STELLE E STELLETTE
ICinque Stelle ci provano. E provano ad accreditare la squadra dei loro possibili ministri cercando di recapitare la lista al Quirinale, come se questo bastasse a parlare di un imprimatur da parte del Colle. Luigi Di Maio parla di un gesto di «cortesia istituzionale», ma gli osservatori ci vedono piuttosto una forzatura del tutto inopportuna. Fatto è che i primi nomi sono già stati fatti. Salvo clamorosi ripensamenti, il candidato a ricoprire il ruolo di ministro di Grazia e Giustizia dovrebbe essere Alfonso Bonafede. Fiorentino, collaboratore molto stretto di Di Maio, uno dei concorrenti alla carica di sindaco quando Matteo Renzi conquistò Palazzo Vecchio nel 2009. Bonafede è un avvocato. Ma probabilmente sarebbe stato il prescelto per ricoprire l’incarico eventuale di Guardasigilli anche se fosse stato un magistrato della Procura.
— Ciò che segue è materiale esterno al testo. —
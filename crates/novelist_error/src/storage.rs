//! Storage error types.

/// Kinds of storage errors.
#[derive(Debug, Clone, PartialEq, Eq, Hash, PartialOrd, Ord, derive_more::Display)]
pub enum StorageErrorKind {
    /// Record not found at the specified location
    #[display("Not found: {}", _0)]
    NotFound(String),
    /// I/O error during storage operation
    #[display("I/O error: {}", _0)]
    Io(String),
    /// Record could not be encoded or decoded
    #[display("Serialization error: {}", _0)]
    Serialization(String),
    /// Draft appended out of order
    #[display(
        "Draft iteration gap for concept {}: expected {}, got {}",
        concept_id,
        expected,
        actual
    )]
    IterationGap {
        /// Concept whose history was being extended
        concept_id: String,
        /// Next iteration index the history accepts
        expected: u32,
        /// Iteration index that was offered
        actual: u32,
    },
    /// Critique recorded for a draft that does not exist
    #[display("No draft {} recorded for concept {}", iteration, concept_id)]
    MissingDraft {
        /// Concept whose history was being extended
        concept_id: String,
        /// Iteration the critique refers to
        iteration: u32,
    },
    /// Generic storage error with message
    #[display("{}", _0)]
    Other(String),
}

/// Storage error with location tracking.
///
/// # Examples
///
/// ```
/// use novelist_error::{StorageError, StorageErrorKind};
///
/// let err = StorageError::new(StorageErrorKind::NotFound("/path/to/run".to_string()));
/// assert!(format!("{}", err).contains("Not found"));
/// ```
#[derive(Debug, Clone, derive_more::Display, derive_more::Error)]
#[display("Storage Error: {} at line {} in {}", kind, line, file)]
pub struct StorageError {
    /// The kind of error that occurred
    pub kind: StorageErrorKind,
    /// Line number where error was created
    pub line: u32,
    /// File where error was created
    pub file: &'static str,
}

impl StorageError {
    /// Create a new storage error with automatic location tracking.
    #[track_caller]
    pub fn new(kind: StorageErrorKind) -> Self {
        let location = std::panic::Location::caller();
        Self {
            kind,
            line: location.line(),
            file: location.file(),
        }
    }
}
//! Shared fixtures for pipeline tests.
#![allow(dead_code)]

use async_trait::async_trait;
use novelist_core::{
    Concept, ConceptId, GenerateRequest, GenerateResponse, NovelistConfig, Provenance, RetryConfig,
    SourceDocument,
};
use novelist_error::{CompletionError, CompletionErrorKind, NovelistResult};
use novelist_interface::{CompletionDriver, SourceProvider};
use std::collections::{BTreeMap, HashMap, VecDeque};
use std::sync::Mutex;
use tokio_util::sync::CancellationToken;

pub const DONE: &str = "NO_FURTHER_CHANGES";

/// Pipeline stage a prompt belongs to, read from its leading heading.
#[derive(Debug, Clone, Copy, PartialEq, Eq, Hash)]
pub enum Stage {
    Summary,
    Ideas,
    Reflection,
    Evaluation,
    Draft,
    Critique,
    Revise,
}

impl Stage {
    fn of(prompt: &str) -> Stage {
        let heading = prompt.lines().next().unwrap_or_default();
        match heading {
            "# Source Summary" => Stage::Summary,
            "# Spin-off Concepts" => Stage::Ideas,
            "# Concept Reflection" => Stage::Reflection,
            "# Concept Evaluation" => Stage::Evaluation,
            "# First Draft" => Stage::Draft,
            "# Editorial Critique" => Stage::Critique,
            "# Revision" => Stage::Revise,
            other => panic!("unexpected prompt heading: {other}"),
        }
    }
}

/// When the critique reports that no further changes are needed.
#[derive(Debug, Clone, Copy, PartialEq, Eq)]
pub enum CritiquePolicy {
    /// Never satisfied
    Never,
    /// Satisfied with the given draft number (1 is the first draft)
    ResolveAtDraft(u32),
}

#[derive(Default)]
struct Script {
    calls: HashMap<Stage, usize>,
    prompts: Vec<(Stage, String)>,
    failures: Vec<(Stage, CompletionErrorKind)>,
    failing_after: Option<(Stage, usize, CompletionErrorKind)>,
    idea_responses: VecDeque<String>,
    idea_counter: usize,
    cancel: Option<(Stage, usize, CancellationToken)>,
}

/// Deterministic driver answering each pipeline prompt with canned text.
///
/// Drafts and revisions are derived from the prompt, so the same sequence of
/// prompts always yields the same manuscripts.
pub struct ScriptedDriver {
    ideas_per_response: usize,
    critique: CritiquePolicy,
    converge_at_round: Option<u32>,
    ratings: HashMap<String, u8>,
    empty: Vec<Stage>,
    script: Mutex<Script>,
}

impl ScriptedDriver {
    pub fn new() -> Self {
        Self {
            ideas_per_response: 2,
            critique: CritiquePolicy::ResolveAtDraft(2),
            converge_at_round: None,
            ratings: HashMap::new(),
            empty: Vec::new(),
            script: Mutex::new(Script::default()),
        }
    }

    pub fn ideas_per_response(mut self, n: usize) -> Self {
        self.ideas_per_response = n;
        self
    }

    pub fn critique_policy(mut self, policy: CritiquePolicy) -> Self {
        self.critique = policy;
        self
    }

    /// Reflection repeats the concept with the done marker from `round` on.
    /// Earlier rounds append " (refined)" to the plot.
    pub fn reflection_converges_at(mut self, round: u32) -> Self {
        self.converge_at_round = Some(round);
        self
    }

    /// Rating for every criterion of the named concept (default 7).
    pub fn rating(mut self, name: &str, value: u8) -> Self {
        self.ratings.insert(name.to_string(), value);
        self
    }

    /// Always answers `stage` with an empty string.
    pub fn empty_responses(mut self, stage: Stage) -> Self {
        self.empty.push(stage);
        self
    }

    /// Raw idea responses returned in order before generated ones.
    pub fn idea_responses(self, responses: Vec<String>) -> Self {
        self.script.lock().unwrap().idea_responses = responses.into();
        self
    }

    /// Fails the next call of `stage` with `kind`.
    pub fn fail_once(self, stage: Stage, kind: CompletionErrorKind) -> Self {
        self.script.lock().unwrap().failures.push((stage, kind));
        self
    }

    /// Fails every call of `stage` after the first `after` calls.
    pub fn fail_after(self, stage: Stage, after: usize, kind: CompletionErrorKind) -> Self {
        self.script.lock().unwrap().failing_after = Some((stage, after, kind));
        self
    }

    /// Cancels `token` while answering the `nth` call of `stage`.
    pub fn cancel_on(self, stage: Stage, nth: usize, token: CancellationToken) -> Self {
        self.script.lock().unwrap().cancel = Some((stage, nth, token));
        self
    }

    pub fn calls(&self, stage: Stage) -> usize {
        self.script
            .lock()
            .unwrap()
            .calls
            .get(&stage)
            .copied()
            .unwrap_or(0)
    }

    pub fn total_calls(&self) -> usize {
        self.script.lock().unwrap().calls.values().sum()
    }

    pub fn prompts(&self, stage: Stage) -> Vec<String> {
        self.script
            .lock()
            .unwrap()
            .prompts
            .iter()
            .filter(|(s, _)| *s == stage)
            .map(|(_, p)| p.clone())
            .collect()
    }

    fn respond(&self, stage: Stage, prompt: &str, script: &mut Script) -> String {
        if self.empty.contains(&stage) {
            return String::new();
        }
        match stage {
            Stage::Summary => "A runner keeps his promise to a friend.".to_string(),
            Stage::Ideas => {
                if let Some(raw) = script.idea_responses.pop_front() {
                    return raw;
                }
                let requested = number_after(prompt, "Propose ").unwrap_or(1) as usize;
                let ideas: Vec<String> = (0..requested.min(self.ideas_per_response))
                    .map(|_| {
                        script.idea_counter += 1;
                        idea_json(script.idea_counter)
                    })
                    .collect();
                format!("Here are the concepts.\n```json\n[{}]\n```", ideas.join(","))
            }
            Stage::Reflection => {
                let round = number_after(prompt, "Round ").unwrap_or(2);
                let block = section(prompt, "## Concept\n", "\n\n## Task");
                let mut concept: serde_json::Value =
                    serde_json::from_str(&block).unwrap_or_default();
                if self.converge_at_round.is_some_and(|n| round >= n) {
                    return format!("THOUGHT: nothing left to change. {DONE}\n```json\n{concept}\n```");
                }
                let plot = concept["plot"].as_str().unwrap_or_default().to_string();
                concept["plot"] = format!("{plot} (refined)").into();
                format!("THOUGHT: sharpened the plot.\n```json\n{concept}\n```")
            }
            Stage::Evaluation => {
                let name = line_value(prompt, "Name: ").unwrap_or_default();
                let rating = self.ratings.get(&name).copied().unwrap_or(7);
                format!(
                    "```json\n{{\"emotion\": {r}, \"market\": {r}, \"novelty\": {r}, \"rationale\": \"solid\"}}\n```",
                    r = rating
                )
            }
            Stage::Draft => {
                let name = line_value(prompt, "Name: ").unwrap_or_default();
                format!("# {name}\n\nChapter 1")
            }
            Stage::Critique => {
                let draft = number_after(prompt, "reviewing draft ").unwrap_or(1);
                match self.critique {
                    CritiquePolicy::ResolveAtDraft(n) if draft >= n => DONE.to_string(),
                    _ => format!("Draft {draft}: tighten the ending."),
                }
            }
            Stage::Revise => {
                let current = section(prompt, "## Current draft\n", "\n\n## Critique");
                format!("{current}\n(revised)")
            }
        }
    }
}

#[async_trait]
impl CompletionDriver for ScriptedDriver {
    async fn generate(
        &self,
        request: &GenerateRequest,
    ) -> Result<GenerateResponse, CompletionError> {
        let prompt = request.last_user_text().unwrap_or_default().to_string();
        let stage = Stage::of(&prompt);
        let mut script = self.script.lock().unwrap();

        let count = {
            let count = script.calls.entry(stage).or_insert(0);
            *count += 1;
            *count
        };
        script.prompts.push((stage, prompt.clone()));

        if let Some((cancel_stage, nth, token)) = &script.cancel
            && *cancel_stage == stage
            && *nth == count
        {
            token.cancel();
        }

        if let Some((failing_stage, after, kind)) = &script.failing_after
            && *failing_stage == stage
            && count > *after
        {
            return Err(CompletionError::new(kind.clone()));
        }

        if let Some(pos) = script.failures.iter().position(|(s, _)| *s == stage) {
            let (_, kind) = script.failures.remove(pos);
            return Err(CompletionError::new(kind));
        }

        let text = self.respond(stage, &prompt, &mut script);
        Ok(GenerateResponse::from_text(text))
    }

    fn provider_name(&self) -> &'static str {
        "scripted"
    }

    fn model_name(&self) -> &str {
        "scripted-model"
    }
}

fn idea_json(n: usize) -> String {
    format!(
        r#"{{"name": "idea_{n}", "setting": "Setting number {n}", "plot": "Plot number {n}", "theme": "trust"}}"#
    )
}

fn number_after(text: &str, marker: &str) -> Option<u32> {
    let start = text.find(marker)? + marker.len();
    let digits: String = text[start..]
        .chars()
        .take_while(char::is_ascii_digit)
        .collect();
    digits.parse().ok()
}

fn line_value(text: &str, prefix: &str) -> Option<String> {
    text.lines()
        .find_map(|line| line.strip_prefix(prefix))
        .map(str::to_string)
}

fn section(text: &str, start: &str, end: &str) -> String {
    let Some(begin) = text.find(start) else {
        return String::new();
    };
    let rest = &text[begin + start.len()..];
    rest.find(end)
        .map(|stop| rest[..stop].to_string())
        .unwrap_or_else(|| rest.to_string())
}

/// Source provider returning a fixed document for any identifier.
pub struct StaticSource {
    document: Option<SourceDocument>,
}

impl StaticSource {
    pub fn with_segments(count: usize) -> Self {
        let segments = (0..count)
            .map(|i| format!("Segment {i}: Melos ran on through the heat."))
            .collect();
        Self {
            document: Some(SourceDocument::new(
                "melos.txt",
                "Run, Melos!",
                Some("Osamu Dazai".to_string()),
                segments,
            )),
        }
    }

    /// Provider whose load always fails.
    pub fn unreadable() -> Self {
        Self { document: None }
    }
}

#[async_trait]
impl SourceProvider for StaticSource {
    async fn load(&self, identifier: &str) -> NovelistResult<SourceDocument> {
        self.document.clone().ok_or_else(|| {
            novelist_error::PipelineError::new(novelist_error::PipelineErrorKind::SourceUnreadable(
                identifier.to_string(),
            ))
            .into()
        })
    }
}

/// Configuration with instant retries.
pub fn test_config(num_ideas: u32, max_iterations: u32) -> NovelistConfig {
    let mut config = NovelistConfig::default();
    config.run.num_ideas = num_ideas;
    config.run.max_iterations = max_iterations;
    config.run.workers = 2;
    config.retry = RetryConfig {
        max_attempts: 3,
        initial_backoff_ms: 0,
        max_backoff_ms: 0,
        jitter: false,
    };
    config
}

pub fn concept(ordinal: u32, name: &str) -> Concept {
    Concept::new(
        ConceptId::new(ordinal),
        name,
        format!("Setting of {name}"),
        format!("Plot of {name}"),
        BTreeMap::new(),
        Provenance::new(0, "prompt", "scripted-model"),
    )
}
Con tutte le controindicazioni del caso, che naturalmente vanno oltre il valore della persona.
In un libro uscito recentemente, dal titolo Fino a prova contraria. Tra gogna e impunità, Annalisa Chirico, giornalista del Foglio, ha riproposto il tema dell’Italia ridotta a «repubblica giudiziaria». Un Paese cioè nel quale esiste una commistione tra giustizia e politica sconosciuta in tutto l’Occidente. In un intreccio che ha prodotto uno sbilanciamento del sistema, con un potere giudiziario che di fronte al vuoto di una politica sempre più screditata ha finito per esercitarne la supplenza. E se per tutti gli anni del berlusconismo si è consumato (inutilmente) il tentativo della sinistra di far fuori l’ex Cavaliere grazie ai colpi della magistratura, adesso lo scenario vede il movimento dei Cinque Stelle che non delega alla magistratura la sua offensiva, ma si appoggia alle inchieste per cogliere i risultati politici che persegue. Secondo la definizione di Annalisa Chirico è questo il «populismo penale», rappresentato geometricamente da un triangolo, i cui vertici sarebbero rappresentati da alcuni Pm che conducono inchieste di rilevanza politica, da un quotidiano di riferimento che farebbe da grancassa alle inchieste e dal movimento che userebbe le veline passata dalle procure ai media di riferimento per cogliere un vantaggio sul piano elettorale. È una tesi di parte, certo. Ma che coglie comunque un’attitudine genetica del M5S: dando all’onestà non il valore di una precondizione della sfida politica, ma il primo scopo del loro progetto, quasi automaticamente i i vertici del movimento hanno assegnato alla giustizia un ruolo cruciale nelle selezione di parlamentari e amministratori.
Fino a poco tempo fa, tra i Cinque Stelle bastava un avviso di garanzia (che dovrebbe essere una misura a favore dell’indagato, non la prima prova di colpevolezza) per essere costretti alle dimissioni o subire un’espulsione. Dopo che i primi avvisi hanno raggiunto i loro sindaci, i grillini sono pervenuti a più miti criteri (si valuta caso per caso la gravità degli addebiti), ma per Di Maio e C. la bussola è ancora quella giudiziaria. Non è per un caso che il nome del primo possibile ministro a Cinque Stelle reso noto dal movimento sia stato quello del generale dei carabinieri Sergio Costa, indicato per guidare l’Ambiente. «Il generale Costa — ha spiegato ieri Bonafede in un’intervista a La Repubblica — ha dedicato la vita alla lotta alla criminalità e alla difesa dell’ambiente». Come se il compito di un ministro fosse principalmente quello di perseguire reati. Sarebbe curioso se dalla stagione della soggiacenza della politica alla giustizia si uscisse per entrare in una stagione uguale e contraria.